さらに、排出口試料・排出水試料へのにおい袋選定操作でいずれかの付臭におい袋を必ず回答することに改めるなど、測定方法のルールも見直しました。 以上の他に、「正常な嗅覚」という告示中の文言を「判定試験に適した嗅覚」に改めました。
今回の改正によって、臭気規制の制度がより高まることになりましたが、臭気規制の適用を受ける事業場への規制内容が大きく変化するわけではありません。
とはいえ、臭気測定の精度を向上させる今回の改正の背景には、特定悪臭物質規制から臭気規制に舵が切られ、その正確さへのニーズが従来以上に高まっているからと言えるでしょう。
臭気を発する事業所は少なくありません。
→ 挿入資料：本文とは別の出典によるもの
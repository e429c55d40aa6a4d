//! Rolling win-probability history for the trend line.

use std::collections::VecDeque;

use crate::models::WinProbabilityPoint;

pub const DEFAULT_HISTORY_CAP: usize = 30;

/// Append-only within one game, deduplicated against the last point's
/// timestamp, bounded to the most recent `cap` points.
#[derive(Debug, Clone)]
pub struct WinProbabilityHistory {
    points: VecDeque<WinProbabilityPoint>,
    cap: usize,
    game_id: Option<String>,
}

impl WinProbabilityHistory {
    pub fn new(cap: usize) -> Self {
        let cap = cap.max(1);
        WinProbabilityHistory {
            points: VecDeque::with_capacity(cap),
            cap,
            game_id: None,
        }
    }

    /// Returns `true` if the point was stored.
    ///
    /// A `game_id` different from the one the buffer was filling for starts
    /// a fresh history. Synthetic points (`None`) are only kept while no live
    /// game owns the buffer.
    pub fn record(&mut self, game_id: Option<&str>, point: WinProbabilityPoint) -> bool {
        match game_id {
            Some(id) if self.game_id.as_deref() != Some(id) => {
                // Synthetic points from before the first live game go too.
                self.points.clear();
                self.game_id = Some(id.to_string());
            }
            Some(_) => {}
            None if self.game_id.is_some() => return false,
            None => {}
        }

        if self
            .points
            .back()
            .is_some_and(|last| last.timestamp == point.timestamp)
        {
            return false;
        }

        if self.points.len() == self.cap {
            self.points.pop_front();
        }
        self.points.push_back(point);
        true
    }

    pub fn points(&self) -> Vec<WinProbabilityPoint> {
        self.points.iter().cloned().collect()
    }
}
一方、臭気とは慣れるものであり、事業所内にいてはその臭気に気づかず、近隣住民による自治体への通報によって初めて気づく事業者がいることもよく聞く話です。
企業によっては、この慣れによる対策遅延を防止するために、他地域の事業所で臭気を発していないところ(本社オフィスなど)の社員を定期的に臭気を発する可能性のある事業所に巡回させている例もあります。
悪臭、騒音、振動は「生活公害」と呼ばれますが、住民とのトラブルになりやすい環境問題です。
今回の告示改正をきっかけに、改めて自社の臭気対策に目を配りたいものです。